Quant à la voix plus aiguë du Dessus, elle est plus haute d'vne Vingtiesme maieure que la voix precedente de la Basse, & consequemment les 4 parties de cet air comprennent la 4 & 5 colomne toutes entieres, & la 6 iusques à son A mi la re. Or la table qui suit, fait voir les mesures de chaque Partie, & les retours de chaque chorde, car la premiere colomne de chaque partie represente les chordes, ou les lettres d'où dependent les notes ; la seconde contient le temps, ou la mesure des notes qui sont sur chaque lettre ; & la troisiesme comprend le nombre des retours que font les chordes qui appartiennent à la mesme lettre. Or parce que toutes les parties chantent tousiours ensemble sans se reposer, elles ont chacune 22 mesures, comme l'on void en adioustant toutes les mesures de chaque partie. Tablature des retours ou mouuemens que font les chordes, ou les voix qui chantent l'air d'Anthoine Boësset Intendant de la Musique de la chambre du Roy, & de la Reyne. [Basse - Taille - Haute-contre - Dessus - lettres - mesures - retours].
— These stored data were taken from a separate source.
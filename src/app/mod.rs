use std::sync::Arc;

use time::OffsetDateTime;

use crate::backup::{self, BackupDocument, ImportReport};
use crate::clock::Clock;
use crate::collections::Collections;
use crate::config::AppConfig;
use crate::confirm::{Confirm, Decision};
use crate::lock::{LockError, LockState, PinLock};
use crate::model::{EntityRecord, Section};
use crate::search::{self, SearchResult};
use crate::storage::{SharedBackend, WriteStatus};
use crate::trash::{ExpiryStatus, FolderDeletion, RestoreOutcome, TrashError, TrashItem, TrashManager};

/// What a delete request ended up doing.
#[derive(Debug, Clone, PartialEq, Eq)]
pub enum DeleteOutcome {
    Trashed { trash_id: String },
    Folder(FolderDeletion),
}

/// Everything a running organizer holds: the collections, the trash, and the
/// PIN lock, wired to one storage backend and one clock.
pub struct App {
    pub config: Arc<AppConfig>,
    collections: Collections,
    trash: TrashManager,
    lock: PinLock,
    lock_state: LockState,
    clock: Arc<dyn Clock>,
    swept_at_startup: usize,
}

impl App {
    /// Loads every cell, sweeps expired trash once, and locks if a PIN is set.
    pub fn open(config: Arc<AppConfig>, backend: SharedBackend, clock: Arc<dyn Clock>) -> Self {
        let collections = Collections::load(backend.clone());
        let mut trash = TrashManager::load(backend.clone(), &config.trash, clock.clone());
        let lock = PinLock::load(backend);

        let swept_at_startup = trash.sweep_expired(clock.now_millis());
        tracing::info!(
            removed = swept_at_startup,
            remaining = trash.len(),
            "startup trash sweep finished"
        );
        let lock_state = lock.initial_state();

        Self {
            config,
            collections,
            trash,
            lock,
            lock_state,
            clock,
            swept_at_startup,
        }
    }

    pub fn collections(&self) -> &Collections {
        &self.collections
    }

    pub fn collections_mut(&mut self) -> &mut Collections {
        &mut self.collections
    }

    pub fn trash(&self) -> &TrashManager {
        &self.trash
    }

    pub fn swept_at_startup(&self) -> usize {
        self.swept_at_startup
    }

    pub fn now_utc(&self) -> OffsetDateTime {
        self.clock.now_utc()
    }

    pub fn lock_state(&self) -> LockState {
        self.lock_state
    }

    pub fn is_locked(&self) -> bool {
        self.lock_state == LockState::Locked
    }

    pub fn unlock(&mut self, attempt: &str) -> bool {
        if self.lock.unlock(attempt) {
            self.lock_state = LockState::Unlocked;
            true
        } else {
            tracing::warn!("PIN attempt rejected");
            false
        }
    }

    pub fn has_pin(&self) -> bool {
        self.lock.has_pin()
    }

    pub fn set_pin(&mut self, pin: &str) -> Result<WriteStatus, LockError> {
        self.lock.set_pin(pin)
    }

    pub fn clear_pin(&mut self) -> WriteStatus {
        self.lock.clear_pin()
    }

    /// Inserts a new entity, filling in a missing id and creation time.
    pub fn add(&mut self, mut record: EntityRecord) -> EntityRecord {
        record.stamp_new(self.clock.now_millis());
        self.collections.insert(record.clone());
        record
    }

    /// Sends an entity to trash. Folders take their notes with them.
    pub fn delete<C>(
        &mut self,
        section: Section,
        id: &str,
        confirm: &C,
    ) -> Result<Decision<DeleteOutcome>, TrashError>
    where
        C: Confirm + ?Sized,
    {
        if section == Section::NoteFolders {
            let decision = self
                .trash
                .delete_note_folder(&mut self.collections, id, confirm)?;
            return Ok(match decision {
                Decision::Proceeded(deletion) => Decision::Proceeded(DeleteOutcome::Folder(deletion)),
                Decision::Declined => Decision::Declined,
            });
        }
        let trash_id = self.trash.trash_entity(&mut self.collections, section, id)?;
        Ok(Decision::Proceeded(DeleteOutcome::Trashed { trash_id }))
    }

    pub fn restore(&mut self, trash_id: &str) -> Result<RestoreOutcome, TrashError> {
        self.trash.restore(&mut self.collections, trash_id)
    }

    pub fn restore_all(&mut self) -> Result<Vec<RestoreOutcome>, TrashError> {
        self.trash.restore_all(&mut self.collections)
    }

    pub fn purge<C>(&mut self, trash_id: &str, confirm: &C) -> Result<Decision<TrashItem>, TrashError>
    where
        C: Confirm + ?Sized,
    {
        self.trash.permanently_delete(trash_id, confirm)
    }

    pub fn empty_trash<C>(&mut self, confirm: &C) -> Decision<usize>
    where
        C: Confirm + ?Sized,
    {
        self.trash.empty_trash(confirm)
    }

    pub fn sweep_trash(&mut self) -> usize {
        let now = self.clock.now_millis();
        self.trash.sweep_expired(now)
    }

    pub fn expiry_status(&self, item: &TrashItem) -> ExpiryStatus {
        self.trash.expiry_status(item, self.clock.now_millis())
    }

    pub fn clear_purchased_groceries(&mut self) -> usize {
        self.collections.clear_purchased_groceries()
    }

    /// Searches with the configured result cap.
    pub fn search(&self, query: &str) -> Vec<SearchResult> {
        search::search_with(&self.collections, query, &self.config.search)
    }

    pub fn search_limited(&self, query: &str, limit: usize) -> Vec<SearchResult> {
        search::search(&self.collections, query, limit)
    }

    pub fn export_backup(&self) -> BackupDocument {
        backup::export_all(&self.collections, &self.trash, self.clock.as_ref())
    }

    pub fn import_backup<C>(&mut self, document: BackupDocument, confirm: &C) -> Decision<ImportReport>
    where
        C: Confirm + ?Sized,
    {
        backup::import_all(&mut self.collections, &mut self.trash, document, confirm)
    }
}

impl std::fmt::Debug for App {
    fn fmt(&self, f: &mut std::fmt::Formatter<'_>) -> std::fmt::Result {
        f.debug_struct("App")
            .field("lock_state", &self.lock_state)
            .field("trash", &self.trash)
            .field("entities", &self.collections.total())
            .finish()
    }
}

#[cfg(test)]
mod tests {
    use assert_matches::assert_matches;
    use serde_json::json;

    use super::*;
    use crate::clock::{FixedClock, MILLIS_PER_DAY};
    use crate::confirm::AssumeYes;
    use crate::model::{Note, NoteFolder, TodoTask};
    use crate::storage::MemoryBackend;

    const NOW: i64 = 1_700_000_000_000;

    fn open(backend: &SharedBackend, clock: &Arc<FixedClock>) -> App {
        App::open(Arc::new(AppConfig::default()), backend.clone(), clock.clone())
    }

    #[test]
    fn startup_sweeps_expired_trash_once() -> anyhow::Result<()> {
        let backend: SharedBackend = Arc::new(MemoryBackend::new());
        let clock = Arc::new(FixedClock::new(NOW - 31 * MILLIS_PER_DAY));
        {
            let mut app = open(&backend, &clock);
            app.add(EntityRecord::Todo(TodoTask {
                id: "old".into(),
                ..Default::default()
            }));
            app.add(EntityRecord::Todo(TodoTask {
                id: "new".into(),
                ..Default::default()
            }));
            app.delete(Section::Todo, "old", &AssumeYes)?;
            clock.set(NOW - 29 * MILLIS_PER_DAY);
            app.delete(Section::Todo, "new", &AssumeYes)?;
            assert_eq!(app.trash().len(), 2);
        }

        clock.set(NOW);
        let app = open(&backend, &clock);
        assert_eq!(app.swept_at_startup(), 1);
        assert_eq!(app.trash().items()[0].original_id(), Some("new"));

        let again = open(&backend, &clock);
        assert_eq!(again.swept_at_startup(), 0);
        Ok(())
    }

    #[test]
    fn stored_pin_locks_the_next_start() -> anyhow::Result<()> {
        let backend: SharedBackend = Arc::new(MemoryBackend::new());
        let clock = Arc::new(FixedClock::new(NOW));
        let mut app = open(&backend, &clock);
        assert!(!app.is_locked());
        app.set_pin("2468")?;

        let mut relaunched = open(&backend, &clock);
        assert_eq!(relaunched.lock_state(), LockState::Locked);
        assert!(!relaunched.unlock("1357"));
        assert!(relaunched.is_locked());
        assert!(relaunched.unlock("2468"));
        assert_eq!(relaunched.lock_state(), LockState::Unlocked);
        Ok(())
    }

    #[test]
    fn add_stamps_missing_ids_and_times() -> anyhow::Result<()> {
        let backend: SharedBackend = Arc::new(MemoryBackend::new());
        let clock = Arc::new(FixedClock::new(NOW));
        let mut app = open(&backend, &clock);
        let record = EntityRecord::from_value(Section::Notes, json!({"title": "Ideas"}))?;
        let added = app.add(record);
        assert!(added.id().starts_with(&format!("{NOW}-")));
        assert_matches!(added, EntityRecord::Notes(ref note) if note.created_at == NOW && note.updated_at == NOW);
        assert_eq!(app.collections().len(Section::Notes), 1);
        Ok(())
    }

    #[test]
    fn deleting_a_folder_through_the_app_cascades() -> anyhow::Result<()> {
        let backend: SharedBackend = Arc::new(MemoryBackend::new());
        let clock = Arc::new(FixedClock::new(NOW));
        let mut app = open(&backend, &clock);
        app.add(EntityRecord::NoteFolders(NoteFolder {
            id: "F".into(),
            name: "Trips".into(),
            ..Default::default()
        }));
        for id in ["N1", "N2"] {
            app.add(EntityRecord::Notes(Note {
                id: id.into(),
                folder_id: Some("F".into()),
                ..Default::default()
            }));
        }

        let outcome = app.delete(Section::NoteFolders, "F", &AssumeYes)?;
        assert_matches!(outcome, Decision::Proceeded(DeleteOutcome::Folder(ref d)) if d.note_trash_ids.len() == 2);
        assert_eq!(app.trash().len(), 3);
        assert_eq!(app.collections().len(Section::Notes), 0);
        assert_eq!(app.collections().len(Section::NoteFolders), 0);
        Ok(())
    }

    #[test]
    fn search_uses_the_configured_cap() {
        let backend: SharedBackend = Arc::new(MemoryBackend::new());
        let clock = Arc::new(FixedClock::new(NOW));
        let mut config = AppConfig::default();
        config.search.max_results = 2;
        let mut app = App::open(Arc::new(config), backend, clock);
        for i in 0..5 {
            app.add(EntityRecord::Todo(TodoTask {
                id: format!("t{i}"),
                text: format!("call {i}"),
                ..Default::default()
            }));
        }
        assert_eq!(app.search("call").len(), 2);
        assert_eq!(app.search_limited("call", 10).len(), 5);
    }
}
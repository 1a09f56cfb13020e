//! Universal search across the tracker collections.
//!
//! A query is a plain case-insensitive substring. Collections are scanned in
//! a fixed order and all matches are concatenated before the result cap is
//! applied, so a broad query can be filled entirely by the collections that
//! come first.

use std::borrow::Cow;

use serde::Serialize;

use crate::collections::Collections;
use crate::config::SearchOptions;
use crate::model::{
    Appointment, Birthday, Book, Client, Entity, Event, GroceryItem, Habit, Homework, Movie, Note,
    Project, Recipe, Section, SocialMediaPost, TodoTask, Transaction, TvShow,
};

mod text;

pub use text::{highlight_regex, strip_html, truncate_graphemes};

#[derive(Debug, Clone, PartialEq, Serialize)]
#[serde(rename_all = "camelCase")]
pub struct SearchResult {
    pub id: String,
    pub title: String,
    pub context: String,
    /// Where to navigate to see the entity.
    pub section: Section,
    pub original_id: String,
}

/// Searches with an explicit result cap and the default context length.
pub fn search(collections: &Collections, query: &str, limit: usize) -> Vec<SearchResult> {
    let options = SearchOptions {
        max_results: limit,
        ..SearchOptions::default()
    };
    search_with(collections, query, &options)
}

pub fn search_with(
    collections: &Collections,
    query: &str,
    options: &SearchOptions,
) -> Vec<SearchResult> {
    let needle = query.trim().to_lowercase();
    if needle.is_empty() {
        return Vec::new();
    }
    let mut scan = Scan {
        needle,
        context_graphemes: options.context_graphemes,
        results: Vec::new(),
    };

    scan.collection::<Transaction>(collections);
    scan.collection::<TodoTask>(collections);
    scan.collection::<Note>(collections);
    scan.collection::<GroceryItem>(collections);
    scan.collection::<Movie>(collections);
    scan.collection::<TvShow>(collections);
    scan.collection::<Book>(collections);
    scan.collection::<Homework>(collections);
    scan.collection::<Project>(collections);
    scan.collection::<Habit>(collections);
    scan.collection::<Recipe>(collections);
    scan.collection::<Event>(collections);
    scan.collection::<Birthday>(collections);
    scan.collection::<Client>(collections);
    scan.collection::<Appointment>(collections);
    scan.collection::<SocialMediaPost>(collections);

    let mut results = scan.results;
    results.truncate(options.max_results);
    tracing::debug!(query, hits = results.len(), "search finished");
    results
}

struct Scan {
    needle: String,
    context_graphemes: usize,
    results: Vec<SearchResult>,
}

impl Scan {
    fn collection<T: Searchable>(&mut self, collections: &Collections) {
        for entity in collections.get::<T>() {
            let hit = entity
                .fields()
                .iter()
                .any(|field| text::contains_folded(field, &self.needle));
            if !hit {
                continue;
            }
            self.results.push(SearchResult {
                id: format!("{}-{}", T::SECTION.tag(), entity.id()),
                title: entity.title().to_string(),
                context: truncate_graphemes(&entity.context(), self.context_graphemes),
                section: T::SECTION.nav_section(),
                original_id: entity.id().to_string(),
            });
        }
    }
}

/// The fields a query is matched against and how a hit is shown.
trait Searchable: Entity {
    fn fields(&self) -> Vec<Cow<'_, str>>;
    fn title(&self) -> &str;
    fn context(&self) -> String;
}

fn joined(parts: &[&str]) -> String {
    parts
        .iter()
        .map(|part| part.trim())
        .filter(|part| !part.is_empty())
        .collect::<Vec<_>>()
        .join(" · ")
}

impl Searchable for Transaction {
    fn fields(&self) -> Vec<Cow<'_, str>> {
        vec![Cow::Borrowed(self.description.as_str())]
    }

    fn title(&self) -> &str {
        &self.description
    }

    fn context(&self) -> String {
        let amount = format!("{:.2}", self.signed_amount());
        joined(&[&self.category, &amount, &self.date])
    }
}

impl Searchable for TodoTask {
    fn fields(&self) -> Vec<Cow<'_, str>> {
        vec![Cow::Borrowed(self.text.as_str())]
    }

    fn title(&self) -> &str {
        &self.text
    }

    fn context(&self) -> String {
        let state = if self.completed { "Completed" } else { "Pending" };
        joined(&[state, self.due_date.as_deref().unwrap_or_default()])
    }
}

impl Searchable for Note {
    fn fields(&self) -> Vec<Cow<'_, str>> {
        vec![Cow::Borrowed(self.title.as_str()), Cow::Owned(strip_html(&self.content))]
    }

    fn title(&self) -> &str {
        if self.title.trim().is_empty() {
            "Untitled note"
        } else {
            &self.title
        }
    }

    fn context(&self) -> String {
        strip_html(&self.content)
    }
}

impl Searchable for GroceryItem {
    fn fields(&self) -> Vec<Cow<'_, str>> {
        vec![Cow::Borrowed(self.name.as_str())]
    }

    fn title(&self) -> &str {
        &self.name
    }

    fn context(&self) -> String {
        joined(&[self.quantity.as_deref().unwrap_or_default(), &self.category])
    }
}

impl Searchable for Movie {
    fn fields(&self) -> Vec<Cow<'_, str>> {
        vec![Cow::Borrowed(self.title.as_str())]
    }

    fn title(&self) -> &str {
        &self.title
    }

    fn context(&self) -> String {
        joined(&[&self.genre, &self.status])
    }
}

impl Searchable for TvShow {
    fn fields(&self) -> Vec<Cow<'_, str>> {
        vec![Cow::Borrowed(self.title.as_str())]
    }

    fn title(&self) -> &str {
        &self.title
    }

    fn context(&self) -> String {
        let progress = format!("S{}E{}", self.season, self.episode);
        joined(&[&self.status, &progress])
    }
}

impl Searchable for Book {
    fn fields(&self) -> Vec<Cow<'_, str>> {
        vec![Cow::Borrowed(self.title.as_str()), Cow::Borrowed(self.author.as_str())]
    }

    fn title(&self) -> &str {
        &self.title
    }

    fn context(&self) -> String {
        joined(&[&self.author, &self.status])
    }
}

impl Searchable for Homework {
    fn fields(&self) -> Vec<Cow<'_, str>> {
        vec![Cow::Borrowed(self.title.as_str()), Cow::Borrowed(self.subject.as_str())]
    }

    fn title(&self) -> &str {
        &self.title
    }

    fn context(&self) -> String {
        joined(&[&self.subject, &self.due_date])
    }
}

impl Searchable for Project {
    fn fields(&self) -> Vec<Cow<'_, str>> {
        vec![Cow::Borrowed(self.name.as_str()), Cow::Borrowed(self.description.as_str())]
    }

    fn title(&self) -> &str {
        &self.name
    }

    fn context(&self) -> String {
        joined(&[&self.status, &self.description])
    }
}

impl Searchable for Habit {
    fn fields(&self) -> Vec<Cow<'_, str>> {
        vec![Cow::Borrowed(self.name.as_str())]
    }

    fn title(&self) -> &str {
        &self.name
    }

    fn context(&self) -> String {
        self.frequency.clone()
    }
}

impl Searchable for Recipe {
    fn fields(&self) -> Vec<Cow<'_, str>> {
        vec![Cow::Borrowed(self.name.as_str())]
    }

    fn title(&self) -> &str {
        &self.name
    }

    fn context(&self) -> String {
        self.ingredients.join(", ")
    }
}

impl Searchable for Event {
    fn fields(&self) -> Vec<Cow<'_, str>> {
        vec![Cow::Borrowed(self.title.as_str()), Cow::Borrowed(self.location.as_str())]
    }

    fn title(&self) -> &str {
        &self.title
    }

    fn context(&self) -> String {
        joined(&[&self.date, &self.time, &self.location])
    }
}

impl Searchable for Birthday {
    fn fields(&self) -> Vec<Cow<'_, str>> {
        vec![Cow::Borrowed(self.name.as_str())]
    }

    fn title(&self) -> &str {
        &self.name
    }

    fn context(&self) -> String {
        self.date.clone()
    }
}

impl Searchable for Client {
    fn fields(&self) -> Vec<Cow<'_, str>> {
        vec![Cow::Borrowed(self.name.as_str())]
    }

    fn title(&self) -> &str {
        &self.name
    }

    fn context(&self) -> String {
        joined(&[&self.email, &self.phone])
    }
}

impl Searchable for Appointment {
    fn fields(&self) -> Vec<Cow<'_, str>> {
        vec![Cow::Borrowed(self.title.as_str())]
    }

    fn title(&self) -> &str {
        &self.title
    }

    fn context(&self) -> String {
        joined(&[&self.date, &self.time])
    }
}

impl Searchable for SocialMediaPost {
    fn fields(&self) -> Vec<Cow<'_, str>> {
        vec![Cow::Borrowed(self.content.as_str())]
    }

    fn title(&self) -> &str {
        &self.platform
    }

    fn context(&self) -> String {
        joined(&[&self.content, &self.scheduled_date])
    }
}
[p144] Or si l'on adiouste les battemens, ou retours de ces 4 parties, l'on en trouuera 12560 1/3, & l'on aura tous les retours de cette chanson : ce qui est si aysé à faire à ceux qui sçauent l'Arithmetique, qu'il n'est pas besoin de nous y arrester.
COROLLAIRE I Il faut icy supposer que le tremblement des chordes cesse apres la mesure, c'est à dire si tost que l'on a leué les doigts, ou l'archet de dessus les chordes, car si elles tremblent encore apres, comme il arriue ordinairement aux chordes des Luths & des Violes, & que l'on vueille sçauoir le nombre de tous ces tremblemens, il faut premierement cognoistre combien de temps elles tremblent apres leurs sons ; car la durée de ces tremblemens estant supposée, il sera aussi aysé de treuuer le nombre de tous les tremblemens, comme de ceux qui se font pendant que les sons suiuent la mesure. Et si l'on chante cet air auec 24 Luths, Violes, ou Violons : de sorte que chaque partie ayt six instrumens, il faut multiplier le nombre precedent des retours par 6, & l'on aura 75362 retours que feront les chordes desdits instrumens dans le temps de 22 mesures. Or il faut remarquer que le temps d'vne mesure ne doit durer qu'vne seconde minute, c'est à dire la 3600 partie d'vne heure, & que si elle dure dauantatage, par exemple 2, ou 3 secondes, comme il arriue souuent, qu'il faut doubler ou tripler le nombre precedent des retours, comme il est tres-aysé de conclure de ces discours.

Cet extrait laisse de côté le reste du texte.